GOAL OF THE EXERCISE — Below are entries; count the lines containing the string "MoodResponse". The answer is that number alone.

Source records —
+ + +
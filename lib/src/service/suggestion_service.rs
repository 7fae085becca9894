use url::Url;

use super::common_structs::{is_success, SuggestionResponse};
use super::ApiClient;
use crate::error::{Api, FetchError};
use crate::utilities::encode_path_segment;

const DEFAULT_FAILURE_MESSAGE: &str = "Failed to get suggestions";


#[derive(Debug, Clone)]
pub struct SuggestionService {
    api_client: ApiClient,
    endpoint: Url,
}

impl SuggestionService {
    pub fn new(api_client: &ApiClient, endpoint: &Url) -> Self {
        Self {
            api_client: api_client.to_owned(),
            endpoint: endpoint.to_owned(),
        }
    }

    // <base>/<url encoded mood>
    pub fn suggestions_url(&self, mood: &str) -> String {
        format!("{}/{}", self.endpoint.as_str().trim_end_matches('/'), encode_path_segment(mood))
    }

    pub async fn get_suggestions(&self, mood: &str) -> Result<Vec<String>, FetchError> {
        let url = self.suggestions_url(mood);
        let response: SuggestionResponse = self.api_client.get_json(Api::Suggestions, &url).await?;

        if !is_success(&response.status) {
            return Err(FetchError::Application(
                response.message.unwrap_or(DEFAULT_FAILURE_MESSAGE.to_owned()),
            ));
        }

        Ok(response.suggestion_list())
    }
}
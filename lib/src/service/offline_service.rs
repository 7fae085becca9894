use std::collections::HashMap;

use rand::Rng;

use crate::config::SnapConfig;
use crate::error::ConfigError;


/// Local stand-in for both endpoints.
#[derive(Debug, Clone)]
pub struct OfflineService {
    moods: Vec<String>,
    table: HashMap<String, Vec<String>>,
    default_suggestions: Vec<String>,
}

impl OfflineService {
    pub fn new(config: &SnapConfig) -> Result<Self, ConfigError> {
        let moods: Vec<String> = config
            .offline_moods
            .iter()
            .filter(|mood| !mood.trim().is_empty())
            .cloned()
            .collect();
        if moods.is_empty() {
            return Err(ConfigError::Empty("offline_moods"));
        }
        if config.default_suggestions.is_empty() {
            return Err(ConfigError::Empty("default_suggestions"));
        }

        Ok(Self {
            moods,
            table: config.offline_table.clone(),
            default_suggestions: config.default_suggestions.clone(),
        })
    }

    pub fn moods(&self) -> &[String] {
        &self.moods
    }

    pub fn pick_mood(&self) -> String {
        self.pick_mood_with(&mut rand::thread_rng())
    }

    // uniform over the configured set
    pub fn pick_mood_with<R: Rng + ?Sized>(&self, rng: &mut R) -> String {
        let index = rng.gen_range(0..self.moods.len());
        self.moods[index].clone()
    }

    pub fn suggestions_for(&self, mood: &str) -> Vec<String> {
        self.table
            .get(mood)
            .cloned()
            .unwrap_or_else(|| self.default_suggestions.clone())
    }

    /// A random mood together with its local suggestions.
    pub fn snap(&self) -> (String, Vec<String>) {
        let mood = self.pick_mood();
        let suggestions = self.suggestions_for(&mood);
        (mood, suggestions)
    }
}


#[cfg(test)]
mod tests {
    use rand::rngs::StdRng;
    use rand::SeedableRng;

    use super::*;

    #[test]
    fn mapped_moods_use_the_table() {
        let offline = OfflineService::new(&SnapConfig::default()).unwrap();
        assert_eq!(offline.suggestions_for("happy"), vec!["dance", "smile", "sing"]);
        assert_eq!(offline.suggestions_for("sad"), vec!["listen to music", "call a friend"]);
    }

    #[test]
    fn unmapped_moods_get_the_default_pair() {
        let offline = OfflineService::new(&SnapConfig::default()).unwrap();
        assert_eq!(offline.suggestions_for("bored"), vec!["take a deep breath", "go for a short walk"]);
        assert_eq!(offline.suggestions_for("Happy"), offline.suggestions_for("bored"));
    }

    #[test]
    fn picks_cover_the_whole_set() {
        let offline = OfflineService::new(&SnapConfig::default()).unwrap();
        let mut rng = StdRng::seed_from_u64(7);
        let mut seen: HashMap<String, usize> = HashMap::new();
        for _ in 0..400 {
            *seen.entry(offline.pick_mood_with(&mut rng)).or_default() += 1;
        }

        assert_eq!(seen.len(), 4);
        for mood in offline.moods() {
            assert!(seen[mood] > 50, "{mood} picked only {} times", seen[mood]);
        }
    }

    #[test]
    fn snap_pairs_mood_with_its_suggestions() {
        let offline = OfflineService::new(&SnapConfig::default()).unwrap();
        let (mood, suggestions) = offline.snap();
        assert!(offline.moods().contains(&mood));
        assert_eq!(suggestions, offline.suggestions_for(&mood));
    }

    #[test]
    fn blank_moods_are_ignored() {
        let config = SnapConfig {
            offline_moods: vec![" ".to_owned(), "calm".to_owned()],
            ..SnapConfig::default()
        };
        let offline = OfflineService::new(&config).unwrap();
        assert_eq!(offline.moods(), ["calm".to_owned()]);
    }

    #[test]
    fn empty_sets_are_rejected() {
        let config = SnapConfig {
            offline_moods: vec![],
            ..SnapConfig::default()
        };
        assert!(matches!(OfflineService::new(&config), Err(ConfigError::Empty("offline_moods"))));
    }
}
pub static CONFIG_PATH: &str = "MOODSNAP_CONFIG";

pub static MOOD_ENDPOINT: &str = "MOODSNAP_MOOD_ENDPOINT";
pub static SUGGESTION_ENDPOINT: &str = "MOODSNAP_SUGGESTION_ENDPOINT";

// development | production
pub static RUN_MODE: &str = "MOODSNAP_ENV";
/// Per-session view state. Only the flow writes it.
#[derive(Debug, Clone, Default, PartialEq, Eq)]
pub struct UiState {
    pub mood: Option<String>,
    pub suggestions: Vec<String>,
    pub loading: bool,
    pub error: Option<String>,
    /// Non-error notice shown next to the results.
    pub advisory: Option<String>,
    pub offline: bool,
    pub show_offline_prompt: bool,
}

impl UiState {
    // the toggle survives, everything a fetch produces does not
    pub fn reset_for_fetch(&mut self) {
        self.mood = None;
        self.suggestions.clear();
        self.error = None;
        self.advisory = None;
        self.show_offline_prompt = false;
    }

    pub fn phase(&self) -> Phase {
        if self.loading {
            Phase::Loading
        } else {
            Phase::Idle
        }
    }
}


#[derive(Debug, Clone, Copy, PartialEq, Eq)]
pub enum Phase {
    Idle,
    Loading,
}


/// How a single invocation ended.
#[derive(Debug, Clone, Copy, PartialEq, Eq)]
pub enum Outcome {
    /// Mood and suggestions both came from the network.
    Success,
    /// The mood call failed; the offline prompt is showing.
    PartialFailureOffline,
    /// Mood came from the network, suggestions from the offline table.
    PartialFailureSuggestionsOnly,
    /// Offline toggle was set; nothing touched the network.
    OfflineFallback,
    /// Switched back to online; nothing was fetched.
    BackOnline,
    Cancelled,
    /// Refused because another invocation is still in flight.
    Busy,
}
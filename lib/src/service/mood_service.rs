use url::Url;

use super::common_structs::{is_success, MoodResponse};
use super::ApiClient;
use crate::error::{Api, FetchError};

const DEFAULT_FAILURE_MESSAGE: &str = "Failed to get mood";


#[derive(Debug, Clone)]
pub struct MoodService {
    api_client: ApiClient,
    endpoint: Url,
}

impl MoodService {
    pub fn new(api_client: &ApiClient, endpoint: &Url) -> Self {
        Self {
            api_client: api_client.to_owned(),
            endpoint: endpoint.to_owned(),
        }
    }

    /// Asks the mood endpoint for the current mood.
    ///
    /// A "success" envelope without a non-empty `mood` is an application
    /// failure as well.
    pub async fn get_mood(&self) -> Result<String, FetchError> {
        let response: MoodResponse = self.api_client.get_json(Api::Mood, self.endpoint.as_str()).await?;
        let failure = |message: Option<String>| {
            FetchError::Application(message.unwrap_or(DEFAULT_FAILURE_MESSAGE.to_owned()))
        };

        if !is_success(&response.status) {
            return Err(failure(response.message));
        }

        match response.mood {
            Some(mood) if !mood.is_empty() => Ok(mood),
            _ => Err(failure(response.message)),
        }
    }
}
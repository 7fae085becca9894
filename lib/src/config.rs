use std::collections::HashMap;
use std::fmt;
use std::path::Path;
use std::str::FromStr;

use serde::{Deserialize, Serialize};
use tracing::debug;
use url::Url;

use crate::env_keys::{CONFIG_PATH, MOOD_ENDPOINT, RUN_MODE, SUGGESTION_ENDPOINT};
use crate::error::ConfigError;

const DEFAULT_MOOD_ENDPOINT: &str = "https://moodsnap-mood.onrender.com/mood";
const DEFAULT_SUGGESTION_ENDPOINT: &str = "https://moodsnap-suggestion.onrender.com/suggest";


#[derive(Debug, Clone, Copy, Default, PartialEq, Eq, Serialize, Deserialize)]
#[serde(rename_all = "lowercase")]
pub enum Mode {
    Development,
    #[default]
    Production,
}

impl Mode {
    pub fn is_development(&self) -> bool {
        *self == Mode::Development
    }
}

impl fmt::Display for Mode {
    fn fmt(&self, f: &mut fmt::Formatter<'_>) -> fmt::Result {
        match self {
            Mode::Development => write!(f, "development"),
            Mode::Production => write!(f, "production"),
        }
    }
}

impl FromStr for Mode {
    type Err = ConfigError;

    fn from_str(s: &str) -> Result<Self, Self::Err> {
        match s.trim().to_ascii_lowercase().as_str() {
            "development" | "dev" => Ok(Mode::Development),
            "production" | "prod" => Ok(Mode::Production),
            _ => Err(ConfigError::UnknownMode(s.to_owned())),
        }
    }
}


/// Everything the flow needs to know about the outside world.
///
/// Any key missing from a config file keeps its default, so a file only has
/// to name what it changes:
///
/// ```toml
/// mood_endpoint = "http://localhost:8080/mood"
///
/// [offline_table]
/// happy = ["dance", "smile", "sing"]
/// ```
#[derive(Debug, Clone, PartialEq, Serialize, Deserialize)]
#[serde(default)]
pub struct SnapConfig {
    pub mood_endpoint: Url,
    /// Base url; the mood is appended as the last path segment.
    pub suggestion_endpoint: Url,
    pub offline_moods: Vec<String>,
    pub offline_table: HashMap<String, Vec<String>>,
    /// Used for moods with no entry in `offline_table`.
    pub default_suggestions: Vec<String>,
    pub mode: Mode,
}

impl Default for SnapConfig {
    fn default() -> Self {
        let offline_table = [
            ("happy", vec!["dance", "smile", "sing"]),
            ("sad", vec!["listen to music", "call a friend"]),
            ("excited", vec!["go for a walk", "plan adventure"]),
            ("tired", vec!["nap", "drink tea"]),
        ]
        .into_iter()
        .map(|(mood, suggestions)| (mood.to_owned(), suggestions.into_iter().map(str::to_owned).collect()))
        .collect();

        Self {
            mood_endpoint: Url::parse(DEFAULT_MOOD_ENDPOINT).expect("default mood endpoint is a valid url"),
            suggestion_endpoint: Url::parse(DEFAULT_SUGGESTION_ENDPOINT).expect("default suggestion endpoint is a valid url"),
            offline_moods: ["happy", "sad", "excited", "tired"].into_iter().map(str::to_owned).collect(),
            offline_table,
            default_suggestions: vec!["take a deep breath".to_owned(), "go for a short walk".to_owned()],
            mode: Mode::default(),
        }
    }
}

impl SnapConfig {
    /// Defaults, then the config file (`path`, or the one named by
    /// `MOODSNAP_CONFIG`), then environment overrides.
    pub fn load(path: Option<&Path>) -> Result<Self, ConfigError> {
        let env_path = std::env::var(CONFIG_PATH).ok();
        let mut config = match path.or(env_path.as_deref().map(Path::new)) {
            Some(path) => Self::from_toml_file(path)?,
            None => Self::default(),
        };
        config.apply_overrides(|key| std::env::var(key).ok())?;
        config.validate()?;
        Ok(config)
    }

    pub fn from_toml_file(path: &Path) -> Result<Self, ConfigError> {
        let conf_str = std::fs::read_to_string(path).map_err(|source| ConfigError::Read {
            path: path.display().to_string(),
            source,
        })?;
        debug!("Conf file read from {}", path.display());
        toml::from_str(&conf_str).map_err(|source| ConfigError::Parse {
            path: path.display().to_string(),
            source,
        })
    }

    pub fn from_toml(conf_str: &str) -> Result<Self, ConfigError> {
        let config: SnapConfig = toml::from_str(conf_str).map_err(|source| ConfigError::Parse {
            path: "<inline>".to_owned(),
            source,
        })?;
        config.validate()?;
        Ok(config)
    }

    /// Applies the `MOODSNAP_*` overrides found through `lookup`.
    pub fn apply_overrides<F>(&mut self, lookup: F) -> Result<(), ConfigError>
    where
        F: Fn(&str) -> Option<String>,
    {
        if let Some(value) = lookup(MOOD_ENDPOINT) {
            self.mood_endpoint = parse_endpoint("mood_endpoint", &value)?;
        }
        if let Some(value) = lookup(SUGGESTION_ENDPOINT) {
            self.suggestion_endpoint = parse_endpoint("suggestion_endpoint", &value)?;
        }
        if let Some(value) = lookup(RUN_MODE) {
            self.mode = value.parse()?;
        }
        Ok(())
    }

    pub fn validate(&self) -> Result<(), ConfigError> {
        check_scheme("mood_endpoint", &self.mood_endpoint)?;
        check_scheme("suggestion_endpoint", &self.suggestion_endpoint)?;
        if self.offline_moods.iter().all(|mood| mood.trim().is_empty()) {
            return Err(ConfigError::Empty("offline_moods"));
        }
        if self.default_suggestions.is_empty() {
            return Err(ConfigError::Empty("default_suggestions"));
        }
        Ok(())
    }
}

fn parse_endpoint(key: &'static str, value: &str) -> Result<Url, ConfigError> {
    let url = Url::parse(value).map_err(|_| ConfigError::InvalidEndpoint {
        key,
        value: value.to_owned(),
    })?;
    check_scheme(key, &url)?;
    Ok(url)
}

fn check_scheme(key: &'static str, url: &Url) -> Result<(), ConfigError> {
    match url.scheme() {
        "http" | "https" => Ok(()),
        _ => Err(ConfigError::InvalidEndpoint {
            key,
            value: url.to_string(),
        }),
    }
}
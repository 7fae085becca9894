pub mod config;
pub mod env_keys;
pub mod error;
pub mod flow;
pub mod render;
pub mod service;
pub mod state;
pub mod utilities;

pub use config::{Mode, SnapConfig};
pub use flow::Session;
pub use state::{Outcome, UiState};
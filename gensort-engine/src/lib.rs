//! # Gensort Engine
//!
//! The genetic engine: evaluation against randomized inputs, threshold
//! selection with curriculum ramps, competitive culling with a protected
//! elite band, fitness-proportional reproduction, and population
//! synthesis.
//!
//! All parallelism is fork-join. A generation is four strictly ordered
//! phases; inside a phase, work fans out across shards and cores and
//! joins at the phase boundary. Workers share nothing but the store, the
//! id generators, and the pooled RNG provider.

pub mod culler;
pub mod engine;
#[cfg(test)]
pub(crate) mod testutil;
pub mod error;
pub mod evaluator;
pub mod fitness;
pub mod reproducer;
pub mod rng;
pub mod selector;
pub mod synthesis;

pub use culler::Culler;
pub use engine::{GenerationEngine, GenerationSummary};
pub use error::{EngineError, EngineResult};
pub use evaluator::Evaluator;
pub use fitness::FitnessRanker;
pub use reproducer::Reproducer;
pub use rng::{PooledRng, RngPool};
pub use selector::Selector;
pub use synthesis::Synthesizer;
+ + +
RESPONSE BOX — 2